Address: 107 Dunlop Street East
Barrie, ON, L4M 2A6
Canada
Phone: (705) 721-8989
Fax:
Email: andrea@theflyingmonkeys.ca
URL: www.theflyingmonkeys.ca
Checked by: AngelA
Double checked by: Valentina
Added: over 13 years ago
Double Checked: over 2 years ago

Products by Flying Monkeys Craft Brewery:

Company Email: (September 2022)
"I'm going to take the vegan approach to my answer... as we do not include beef or chicken in our brews.

The majority of our beers are vegan and un-filtered! Live Transmission Milkshake IPA & Chocolate Manifesto are not vegan as they contain lactose-- we list lactose on the label if it is in the brew."

Company Email: (2011)
"Neat questions. So here are some answers:
1. We do not use any animal products in any of our beers.
2. Our bottled beers available at the LCBO are Hoptical Illusion Almost Pale Ale, Smashbomb Atomic IPA, Netherworld Cascadian Dark Ale, Flying Monkeys Amber Ale, and Antigravity Light Ale.
3. Our filters use diatemaceous earth (DE)--a filtration sand comprised of sedimentary rock which may contain the crushed skeletons of prehistoric critters. Is that bad? We do not use isinglass or gelatin.
4. We also us filtration powder that is DE and a powdery perlite (crushed alumino-silica rock or naturally occuring silicon dioxcide).
5. Our casks are unfiltered, and unless we call something a honey beer, there is no honey. We made a cask of Smash Jezebel HoneyBomb for C'est What? last spring, but it was just a one-off, specialty experiment which was a sweetened riff on our Smashbomb Atomic IPA. That's the only honey we've ever used. Honestly, we didn't love it.
6. We never use eggs.
7. We have never brewed a milk stout with lactose --the unfermentable sugar found in milk. So NO to milk.
8. We brew all our own beer, ourselves, right here in downtown Barrie. None of our beers are contract brewed or produced off this premises.
9. We do have some new beers coming down the pipe with turbinado sugar, maple sugar, Madagascar Bourbob Vanilla pods, beers filtered through oak staves . . . everything I'm thinking of are all of plant-origins. Hey, I'm thinking we're vegan!

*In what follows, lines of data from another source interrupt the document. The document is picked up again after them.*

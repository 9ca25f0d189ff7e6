//! Snowball stemmers.
//!
//! One algorithm per supported language, provided by `rust-stemmers`. Words
//! are lowercased before stemming.
//!
//! # Examples
//!
//! ```
//! use rankwell::expansion::Language;
//! use rankwell::expansion::stemmer::{SnowballStemmer, Stemmer};
//!
//! let english = SnowballStemmer::for_language(Language::English).unwrap();
//! assert_eq!(english.stem("running"), "run");
//!
//! let german = SnowballStemmer::for_language(Language::German).unwrap();
//! assert_eq!(german.stem("Häuser"), "haus");
//! ```

use std::fmt;

use rust_stemmers::Algorithm;

use crate::expansion::language::Language;
use crate::expansion::stemmer::Stemmer;

/// Affix-stripping stemmer for one language.
pub struct SnowballStemmer {
    language: Language,
    inner: rust_stemmers::Stemmer,
}

impl SnowballStemmer {
    /// Create the stemmer of `language`, or `None` if the language has no
    /// Snowball algorithm.
    pub fn for_language(language: Language) -> Option<Self> {
        let algorithm = match language {
            Language::Arabic => Algorithm::Arabic,
            Language::Danish => Algorithm::Danish,
            Language::Dutch => Algorithm::Dutch,
            Language::English => Algorithm::English,
            Language::Finnish => Algorithm::Finnish,
            Language::French => Algorithm::French,
            Language::German => Algorithm::German,
            Language::Hungarian => Algorithm::Hungarian,
            Language::Italian => Algorithm::Italian,
            Language::Norwegian => Algorithm::Norwegian,
            Language::Portuguese => Algorithm::Portuguese,
            Language::Romanian => Algorithm::Romanian,
            Language::Russian => Algorithm::Russian,
            Language::Spanish => Algorithm::Spanish,
            Language::Swedish => Algorithm::Swedish,
            Language::Tamil => Algorithm::Tamil,
            Language::Turkish => Algorithm::Turkish,
            Language::Chinese => return None,
        };

        Some(SnowballStemmer {
            language,
            inner: rust_stemmers::Stemmer::create(algorithm),
        })
    }

    /// Language of this stemmer.
    pub fn language(&self) -> Language {
        self.language
    }
}

impl fmt::Debug for SnowballStemmer {
    fn fmt(&self, f: &mut fmt::Formatter<'_>) -> fmt::Result {
        f.debug_struct("SnowballStemmer")
            .field("language", &self.language)
            .finish()
    }
}

impl Stemmer for SnowballStemmer {
    fn stem(&self, word: &str) -> String {
        let lower = word.to_lowercase();
        self.inner.stem(&lower).into_owned()
    }

    fn name(&self) -> &'static str {
        self.language.as_str()
    }
}
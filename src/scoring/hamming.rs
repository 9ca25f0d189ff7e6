//! Hamming distance between the query payload and the document payload.
//!
//! Both payloads must be non-empty and of equal length; otherwise the score is
//! 0. The score is `1 / (differing bits + 1)`, so identical payloads score 1.

use crate::scoring::context::{DocumentMetadata, ScoringContext};
use crate::scoring::explain::ScoreExplain;
use crate::scoring::result::ResultNode;
use crate::scoring::scorer::{HAMMING_SCORER_NAME, ScoreResult, Scorer};

/// Number of differing bits between two equally long byte strings.
pub fn hamming_distance(a: &[u8], b: &[u8]) -> u64 {
    a.iter()
        .zip(b)
        .map(|(x, y)| u64::from((x ^ y).count_ones()))
        .sum()
}

/// Payload Hamming distance scorer.
#[derive(Debug, Clone, Copy, Default, PartialEq, Eq)]
pub struct HammingScorer;

impl HammingScorer {
    /// Create a new Hamming scorer.
    pub fn new() -> Self {
        HammingScorer
    }
}

impl Scorer for HammingScorer {
    fn score(
        &self,
        ctx: &ScoringContext,
        _result: &ResultNode,
        dmd: &DocumentMetadata,
        _min_score: f64,
    ) -> ScoreResult {
        let explain = ctx.explain();
        let query = ctx.payload();

        let doc = match dmd.payload.as_deref() {
            Some(doc) if !doc.is_empty() && doc.len() == query.len() => doc,
            _ => {
                return ScoreResult::included(
                    0.0,
                    explain.then(|| {
                        ScoreExplain::leaf("Payloads provided to scorer vary in length")
                    }),
                );
            }
        };

        let nbits = hamming_distance(query, doc);
        // a distance of 0 yields a perfect score of 1
        let score = 1.0 / (nbits + 1) as f64;

        ScoreResult::included(
            score,
            explain.then(|| {
                ScoreExplain::leaf(format!(
                    "String length is {}. Bit count is {}. Result is (1 / count + 1) = {:.2}",
                    query.len(),
                    nbits,
                    score
                ))
            }),
        )
    }

    fn name(&self) -> &str {
        HAMMING_SCORER_NAME
    }
}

Interestingly enough, we will soon (by mid 2012) be labelling all allergens in our beers. Maybe a vegan notification might be useful, too. If we have to design new labels, why not?

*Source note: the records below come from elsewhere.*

//! Command implementations for the Rankwell CLI.

use std::fs;
use std::path::Path;

use log::{debug, info};
use serde::Deserialize;

use crate::cli::args::*;
use crate::cli::output::*;
use crate::config::RankwellConfig;
use crate::error::{RankwellError, Result};
use crate::expansion::{ExpansionContext, ExpansionSession, FIELD_MASK_ALL, QueryToken};
use crate::extension::ExtensionRegistry;
use crate::scoring::{
    Candidate, DocumentMetadata, IndexStats, ResultNode, ScoringContext, score_candidates,
};

/// Input of the `score` command.
#[derive(Debug, Deserialize)]
pub struct ScoreInput {
    /// Corpus-wide statistics.
    #[serde(default)]
    pub stats: IndexStats,
    /// Query-side payload.
    #[serde(default)]
    pub payload: Vec<u8>,
    /// Candidate documents.
    pub documents: Vec<InputDocument>,
}

/// One candidate document of a [`ScoreInput`].
#[derive(Debug, Deserialize)]
pub struct InputDocument {
    /// Identifier echoed in the output; defaults to the position in the input.
    #[serde(default)]
    pub id: Option<String>,
    /// Document metadata.
    pub metadata: DocumentMetadata,
    /// Result tree of the document.
    pub result: ResultNode,
}

/// Execute a CLI command.
pub fn execute_command(args: RankwellArgs) -> Result<()> {
    let registry = ExtensionRegistry::with_defaults();
    match &args.command {
        Command::Score(score_args) => score_documents(score_args, &registry, &args),
        Command::Expand(expand_args) => expand_tokens(expand_args, &registry, &args),
        Command::List => list_extensions(&registry, &args),
    }
}

fn load_config(path: Option<&Path>) -> Result<RankwellConfig> {
    match path {
        Some(path) => {
            debug!("loading config from {}", path.display());
            RankwellConfig::load(path)
        }
        None => Ok(RankwellConfig::default()),
    }
}

/// Score the documents of an input file.
fn score_documents(
    args: &ScoreArgs,
    registry: &ExtensionRegistry,
    cli_args: &RankwellArgs,
) -> Result<()> {
    let config = load_config(args.config.as_deref())?;
    let scorer_name = args.scorer.as_deref().unwrap_or(&config.scorer);
    let scorer = registry.require_scorer(scorer_name)?;

    let content = fs::read_to_string(&args.input).map_err(|e| {
        RankwellError::other(format!(
            "Failed to read input file '{}': {}",
            args.input.display(),
            e
        ))
    })?;
    let input: ScoreInput = serde_json::from_str(&content)?;
    info!(
        "scoring {} documents with {scorer_name}",
        input.documents.len()
    );

    let ctx = ScoringContext::new(input.stats)
        .with_explain(args.explain || config.explain)
        .with_payload(input.payload);

    let (ids, candidates): (Vec<String>, Vec<Candidate>) = input
        .documents
        .into_iter()
        .enumerate()
        .map(|(i, doc)| {
            let id = doc.id.unwrap_or_else(|| i.to_string());
            let candidate = Candidate {
                result: doc.result,
                metadata: doc.metadata,
            };
            (id, candidate)
        })
        .unzip();

    let results = score_candidates(scorer.as_ref(), &ctx, &candidates, args.min_score);

    let documents = ids
        .into_iter()
        .zip(results)
        .map(|(id, result)| DocumentScore {
            id,
            outcome: result.outcome,
            explain: result.explain,
        })
        .collect();

    output_result(
        "Scoring finished",
        &ScoreReport {
            scorer: scorer_name.to_string(),
            documents,
        },
        cli_args,
    )
}

/// Expand query tokens.
fn expand_tokens(
    args: &ExpandArgs,
    registry: &ExtensionRegistry,
    cli_args: &RankwellArgs,
) -> Result<()> {
    let mut config = load_config(args.config.as_deref())?;
    if let Some(language) = args.language {
        config.language = language;
    }
    if let Some(synonyms) = &args.synonyms {
        config.synonyms_path = Some(synonyms.clone());
    }

    let expander_name = args.expander.as_deref().unwrap_or(&config.expander);
    let expander = registry.require_expander(expander_name)?;
    let synonyms = config.load_synonyms()?;

    let field_mask = if args.fields.is_empty() {
        FIELD_MASK_ALL
    } else {
        config.schema.field_mask(&args.fields)?
    };

    let mut ctx = ExpansionContext::new(config.language, &config.schema);
    if let Some(synonyms) = &synonyms {
        ctx = ctx.with_synonyms(synonyms);
    }

    // All tokens belong to one query and share the expander state
    let mut session = ExpansionSession::new(expander, ctx);
    let tokens = args
        .tokens
        .iter()
        .map(|text| {
            let token = QueryToken::new(text.as_str())
                .with_field_mask(field_mask)
                .with_phonetic(args.phonetic.into());
            Ok(TokenExpansion {
                token: text.clone(),
                expansions: session.expand(&token)?,
            })
        })
        .collect::<Result<Vec<_>>>()?;

    output_result(
        "Expansion finished",
        &ExpansionReport {
            expander: expander_name.to_string(),
            tokens,
        },
        cli_args,
    )
}

/// List registered scorers and expanders.
fn list_extensions(registry: &ExtensionRegistry, cli_args: &RankwellArgs) -> Result<()> {
    output_result(
        "Registered extensions",
        &ExtensionList {
            scorers: registry
                .scorer_names()
                .into_iter()
                .map(str::to_string)
                .collect(),
            expanders: registry
                .expander_names()
                .into_iter()
                .map(str::to_string)
                .collect(),
        },
        cli_args,
    )
}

Hope this info was useful, and don't hesitate to ask more questions. I do not know much about what counts as officially vegan, but I'm developing the idea that our beers are all natural and safe. We do use varieties of organic hops and nonGMO'd malts. Not all hop varieties are grown organically, but we try to get them whenever we can."

More details:
"None of our LCBO bottled beers have sugar in them. Barley, hops, water, and yeast. That's all. We get all our flavours from the varieties of hops and the different types of roast and malted barley or different strains of yeast.

Of course, that being said, Antigravity has undergone a recipe tweaking recently, so I better check on it. They're brewing a batch with a different, sweeter malt, but I don't think anything else was added. Adjunct or additives are not our style. And, yes, we do brew a light ale --for slow-pitch softball and lawn mowing -- but the nice hoppy craftier brews you'd find at C'est What? are all vegan approved.

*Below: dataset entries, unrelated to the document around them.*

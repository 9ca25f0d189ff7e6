//! Human-readable score explanations.
//!
//! An explanation is only built when the [`ScoringContext`] requests it. Every
//! recursive scoring call returns a [`Scored`] value whose `explain` field is
//! `None` on the disabled path, so no text is formatted and no child vector is
//! allocated anywhere in the recursion.
//!
//! [`ScoringContext`]: crate::scoring::context::ScoringContext

use std::fmt;

use serde::{Deserialize, Serialize};

/// One node of an explanation tree.
///
/// The children mirror, in visiting order, the child results that produced
/// this node's value.
#[derive(Debug, Clone, PartialEq, Serialize, Deserialize)]
pub struct ScoreExplain {
    /// Formatted description of the computation.
    pub text: String,

    /// Explanations of the recursive calls, in visiting order.
    #[serde(default, skip_serializing_if = "Vec::is_empty")]
    pub children: Vec<ScoreExplain>,
}

impl ScoreExplain {
    /// Create an explanation without children.
    pub fn leaf<S: Into<String>>(text: S) -> Self {
        ScoreExplain {
            text: text.into(),
            children: Vec::new(),
        }
    }

    /// Create an explanation with children.
    pub fn with_children<S: Into<String>>(text: S, children: Vec<ScoreExplain>) -> Self {
        ScoreExplain {
            text: text.into(),
            children,
        }
    }

    /// Wrap a child explanation, if any, under a new parent.
    pub fn wrap<S: Into<String>>(text: S, child: Option<ScoreExplain>) -> Self {
        ScoreExplain {
            text: text.into(),
            children: child.into_iter().collect(),
        }
    }

    /// Total number of nodes in this explanation.
    pub fn node_count(&self) -> usize {
        1 + self.children.iter().map(ScoreExplain::node_count).sum::<usize>()
    }

    /// Render the explanation as an indented tree.
    pub fn render(&self) -> String {
        let mut out = String::new();
        self.render_into(&mut out, 0);
        out
    }

    fn render_into(&self, out: &mut String, depth: usize) {
        for _ in 0..depth {
            out.push_str("  ");
        }
        out.push_str(&self.text);
        out.push('\n');
        for child in &self.children {
            child.render_into(out, depth + 1);
        }
    }
}

impl fmt::Display for ScoreExplain {
    fn fmt(&self, f: &mut fmt::Formatter<'_>) -> fmt::Result {
        f.write_str(self.render().trim_end())
    }
}

/// A value returned by one recursive scoring call.
#[derive(Debug, Clone, PartialEq)]
pub struct Scored {
    /// The computed value.
    pub value: f64,

    /// The explanation, present only when explanation was requested.
    pub explain: Option<ScoreExplain>,
}

impl Scored {
    /// A value with an explanation built lazily from `text` when `explain` is set.
    pub fn new<F>(value: f64, explain: bool, text: F) -> Self
    where
        F: FnOnce() -> String,
    {
        Scored {
            value,
            explain: explain.then(|| ScoreExplain::leaf(text())),
        }
    }
}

Of the beers in the LCBO, Hoptical Illusion Almost Pale Ale, Netherworld Cascadian Dark Ale, and Flying Monkeys Amber Ale are definitely vegan according to your criterion. Smashbomb Atomic IPA would be vegan, too. No adjunct or additives in Smashbomb --just buckets and buckets of hops! You can get that one on tap in a lot of micro-friendly pubs.

The casks would be a different story and should be evaluated on a case by case basis. Any info on Belgian Candi Sugar (yes, "candi" spelled with an "i"). It's brown and raw-looking, like hardened molassass, and it does have that rich molassass-y flavour. C'est What? will be getting a 16-18%ABV Imperial Baltic Porter from us called Divinity in the next few weeks, and I know it has Belgian Candi Sugar in it to help get the alcohol content up there. It tastes like a port --delicious! The Belgian Candi Sugar is the only wild card for you in that one. Hope you can drink it, because it is a whole new level in craft beer!"